These are big-thinkers, lifelong learners and people like me, who seek out knowledge for themselves and have a passion for sharing that knowledge with the world.  Sadly, my face-to-face PLN is lacking such energy and passion.  Or, perhaps, this energy just hasn’t been released, or maybe it hasn’t been given the opportunity to flourish.  Twitter provides that opportunity for me.

So, my questions are:

  • Have you ever wanted to discuss that new issue of Educational Leadership, only to find you’re the only one with a subscription, or you’re the only one who read it?
  • Have you ever heard a story on TV or the radio or read a great book and been just dying to talk to someone about it, only to find that people want to talk about Desperate Housewives or The View and have never heard or read the story and/or have no opinion about the topic? (No harm meant to those who enjoy those shows!)
  • Have you ever had a question that no one seems to know the answer to?
  • Have you ever wondered how someone else does something?

  Sounds like you need the support of a good PLN!  

If you have a network of friends/fellow educators already, then you should feel like the luckiest person in the world.  If not, then you need to get one!

A supportive and innovative PLN will help you grow in your career, help you grow as a person and give you a place to bounce new ideas around, ask simple questions or get help when you need it.  It can also be a place of comfort and belonging when you feel isolated or alone.

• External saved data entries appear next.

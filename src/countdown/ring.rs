use serde::Serialize;

use super::breakdown::Breakdown;
use crate::config::RingConfig;

/// Which of the four dot rings a value belongs to.
#[derive(Debug, Clone, Copy, PartialEq, Eq, Serialize)]
#[serde(rename_all = "snake_case")]
pub enum RingUnit {
    Days,
    Hours,
    Minutes,
    Seconds,
}

impl RingUnit {
    pub const ALL: [RingUnit; 4] = [
        RingUnit::Days,
        RingUnit::Hours,
        RingUnit::Minutes,
        RingUnit::Seconds,
    ];

    pub fn label(self) -> &'static str {
        match self {
            RingUnit::Days => "Days",
            RingUnit::Hours => "Hours",
            RingUnit::Minutes => "Minutes",
            RingUnit::Seconds => "Seconds",
        }
    }

    pub fn value(self, b: &Breakdown) -> u64 {
        match self {
            RingUnit::Days => b.days,
            RingUnit::Hours => b.hours,
            RingUnit::Minutes => b.minutes,
            RingUnit::Seconds => b.seconds,
        }
    }
}

/// Fixed per-unit maxima. A ring is full when its unit reaches the maximum.
///
/// Days beyond `days` still show a full ring; the number under it carries
/// the real value.
#[derive(Debug, Clone, Copy, PartialEq)]
pub struct RingScale {
    pub days: u64,
    pub hours: u64,
    pub minutes: u64,
    pub seconds: u64,
}

impl Default for RingScale {
    fn default() -> Self {
        Self {
            days: 30,
            hours: 24,
            minutes: 60,
            seconds: 60,
        }
    }
}

impl From<&RingConfig> for RingScale {
    fn from(cfg: &RingConfig) -> Self {
        Self {
            days: cfg.days_max,
            hours: cfg.hours_max,
            minutes: cfg.minutes_max,
            seconds: cfg.seconds_max,
        }
    }
}

/// Fill ratio of each ring, all in [0, 1].
#[derive(Debug, Clone, Copy, PartialEq, Default, Serialize)]
pub struct RingRatios {
    pub days: f64,
    pub hours: f64,
    pub minutes: f64,
    pub seconds: f64,
}

impl RingRatios {
    pub fn from_breakdown(b: &Breakdown, scale: &RingScale) -> Self {
        Self {
            days: ratio(b.days, scale.days),
            hours: ratio(b.hours, scale.hours),
            minutes: ratio(b.minutes, scale.minutes),
            seconds: ratio(b.seconds, scale.seconds),
        }
    }

    pub fn get(&self, unit: RingUnit) -> f64 {
        match unit {
            RingUnit::Days => self.days,
            RingUnit::Hours => self.hours,
            RingUnit::Minutes => self.minutes,
            RingUnit::Seconds => self.seconds,
        }
    }
}

/// `value / max`, clamped to [0, 1]. A zero maximum never fills.
pub fn ratio(value: u64, max: u64) -> f64 {
    if max == 0 {
        return 0.0;
    }
    (value as f64 / max as f64).clamp(0.0, 1.0)
}

/// Number of lit dots on a ring of `dots` dots.
pub fn fill_count(ratio: f64, dots: usize) -> usize {
    if !ratio.is_finite() {
        return 0;
    }
    ((ratio.clamp(0.0, 1.0) * dots as f64).round() as usize).min(dots)
}

#[cfg(test)]
mod tests {
    use super::*;
    use crate::countdown::breakdown::MS_PER_HOUR;

    #[test]
    fn default_scale() {
        let s = RingScale::default();
        assert_eq!((s.days, s.hours, s.minutes, s.seconds), (30, 24, 60, 60));
    }

    #[test]
    fn ratio_clamps() {
        assert_eq!(ratio(0, 30), 0.0);
        assert_eq!(ratio(15, 30), 0.5);
        assert_eq!(ratio(45, 30), 1.0);
        assert_eq!(ratio(5, 0), 0.0);
    }

    #[test]
    fn ratios_from_breakdown() {
        let b = Breakdown { days: 3, hours: 12, minutes: 30, seconds: 15 };
        let r = RingRatios::from_breakdown(&b, &RingScale::default());
        assert!((r.days - 0.1).abs() < 1e-9);
        assert!((r.hours - 0.5).abs() < 1e-9);
        assert!((r.minutes - 0.5).abs() < 1e-9);
        assert!((r.seconds - 0.25).abs() < 1e-9);
        assert_eq!(r.get(RingUnit::Seconds), r.seconds);
    }

    #[test]
    fn fill_count_one_dot_per_unit() {
        // With as many dots as the maximum, each unit lights exactly one dot.
        for value in 0..=60 {
            assert_eq!(fill_count(ratio(value, 60), 60), value as usize);
        }
    }

    #[test]
    fn fill_count_rounds() {
        assert_eq!(fill_count(0.5, 12), 6);
        assert_eq!(fill_count(0.04, 12), 0);
        assert_eq!(fill_count(0.05, 12), 1);
        assert_eq!(fill_count(1.5, 12), 12);
        assert_eq!(fill_count(f64::NAN, 12), 0);
    }

    #[test]
    fn days_ring_never_grows_toward_target() {
        let scale = RingScale::default();
        let mut last = f64::INFINITY;
        // Count down from 40 days to zero an hour at a time.
        for hours_left in (0..=40 * 24u64).rev() {
            let b = Breakdown::from_millis(hours_left * MS_PER_HOUR);
            let r = RingRatios::from_breakdown(&b, &scale).days;
            assert!(r <= last);
            last = r;
        }
        assert_eq!(last, 0.0);
    }

    #[test]
    fn all_rings_empty_at_zero() {
        let r = RingRatios::from_breakdown(&Breakdown::from_millis(0), &RingScale::default());
        assert_eq!(r, RingRatios::default());
    }
}
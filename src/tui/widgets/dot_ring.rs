use std::f64::consts::{FRAC_PI_2, TAU};

use ratatui::buffer::Buffer;
use ratatui::layout::{Alignment, Constraint, Layout, Rect};
use ratatui::style::{Color, Modifier, Style};
use ratatui::symbols::Marker;
use ratatui::text::{Line, Span};
use ratatui::widgets::canvas::{Canvas, Points};
use ratatui::widgets::{Block, Borders, Paragraph, Widget};

use crate::countdown::ring::fill_count;

const UNLIT: Color = Color::DarkGray;

/// Positions of `n` dots on the unit circle, starting at twelve o'clock and
/// running clockwise.
pub fn dot_positions(n: usize) -> Vec<(f64, f64)> {
    (0..n)
        .map(|i| {
            let angle = FRAC_PI_2 - TAU * i as f64 / n as f64;
            (angle.cos(), angle.sin())
        })
        .collect()
}

/// A ring of dots with the first `round(ratio * dots)` lit, and the unit's
/// value printed underneath (`--` when there is none).
pub struct DotRingWidget<'a> {
    label: &'a str,
    value: Option<u64>,
    ratio: f64,
    dots: usize,
    accent: Color,
}

impl<'a> DotRingWidget<'a> {
    pub fn new(label: &'a str, value: Option<u64>, ratio: f64, dots: usize) -> Self {
        Self {
            label,
            value,
            ratio,
            dots,
            accent: Color::Green,
        }
    }

    pub fn with_accent(mut self, accent: Color) -> Self {
        self.accent = accent;
        self
    }
}

impl Widget for DotRingWidget<'_> {
    fn render(self, area: Rect, buf: &mut Buffer) {
        let block = Block::default()
            .title(format!(" {} ", self.label))
            .borders(Borders::ALL);
        let inner = block.inner(area);
        block.render(area, buf);

        let [ring_area, value_area] =
            Layout::vertical([Constraint::Min(3), Constraint::Length(1)]).areas(inner);

        let positions = dot_positions(self.dots);
        let lit = fill_count(self.ratio, self.dots);
        let (on, off) = positions.split_at(lit);

        Canvas::default()
            .marker(Marker::Braille)
            .x_bounds([-1.2, 1.2])
            .y_bounds([-1.2, 1.2])
            .paint(|ctx| {
                ctx.draw(&Points {
                    coords: off,
                    color: UNLIT,
                });
                ctx.draw(&Points {
                    coords: on,
                    color: self.accent,
                });
            })
            .render(ring_area, buf);

        Paragraph::new(Line::from(vec![Span::styled(
            self.value.map_or_else(|| "--".to_string(), |v| v.to_string()),
            Style::default().fg(self.accent).add_modifier(Modifier::BOLD),
        )]))
        .alignment(Alignment::Center)
        .render(value_area, buf);
    }
}
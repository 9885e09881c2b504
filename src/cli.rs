use std::path::PathBuf;

use clap::{Args, Parser, Subcommand};

use crate::config::EventOverrides;

#[derive(Parser)]
#[command(name = "eventclock")]
#[command(about = "Phased countdown to registration close, event start and problem reveal")]
pub struct Cli {
    /// Config file (defaults to the XDG config location)
    #[arg(long, global = true)]
    pub config: Option<PathBuf>,

    #[command(subcommand)]
    pub command: Option<Command>,
}

#[derive(Subcommand)]
pub enum Command {
    /// Live countdown with dot rings (the default)
    Watch {
        #[command(flatten)]
        event: EventArgs,

        /// One line per tick on stdout instead of the full-screen view
        #[arg(long)]
        plain: bool,
    },

    /// Print the current phase and time remaining, then exit
    Status {
        #[command(flatten)]
        event: EventArgs,

        /// Evaluate at this instant instead of now
        #[arg(long)]
        at: Option<String>,

        /// Print the render state as JSON
        #[arg(long)]
        json: bool,
    },

    /// Count down to a single instant
    Until {
        /// Target time (RFC 3339, YYYY-MM-DD HH:MM[:SS] local, or YYYY-MM-DD)
        target: String,
    },

    /// Write a starter config file
    Init {
        /// Overwrite an existing config file
        #[arg(long)]
        force: bool,
    },

    /// Show where config and log files are stored
    Paths,
}

/// Per-run overrides for the configured event boundaries.
#[derive(Args, Default)]
pub struct EventArgs {
    /// Registration close time
    #[arg(long)]
    pub registration_end: Option<String>,

    /// Event start time
    #[arg(long)]
    pub event_start: Option<String>,

    /// Problem statement reveal time
    #[arg(long)]
    pub reveal_time: Option<String>,
}

impl From<EventArgs> for EventOverrides {
    fn from(args: EventArgs) -> Self {
        EventOverrides {
            registration_end: args.registration_end,
            event_start: args.event_start,
            reveal_time: args.reveal_time,
        }
    }
}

How can you just up and ‘get’ a PLN?  

  • Give in to the fad and join Twitter.  (See links to posts below on how to do this.) 
  • Join a Ning (social network) that is related to your area of expertise. 
  • Join Diigo and start sharing links with people or join a Diigo group.
  • Listen to conversations in your workplace and seek out those people who share your interests or whose company you enjoy.  A good PLN does not have to be virtual–it can be right under your nose!

Best wishes to everyone with the new school year and thank you to all of the valuable members of my PLN that keep me going every day!
Helpful links for building a PLN:

‘Creating a PLN’ Wikispace

What is a PLN, Anyway? from Teaching Village (Barbara Hoskins Sakamoto)

The Innovative Educator: 5 Things You Can Do to Begin Building a Personal Learning Network

How to Build a Personal Learning Network from Free Technology for Teachers (Richard Byrne)

Oh, the Adventures You’ll Have if Only… from Teacher Reboot Camp (Shelly Terrell)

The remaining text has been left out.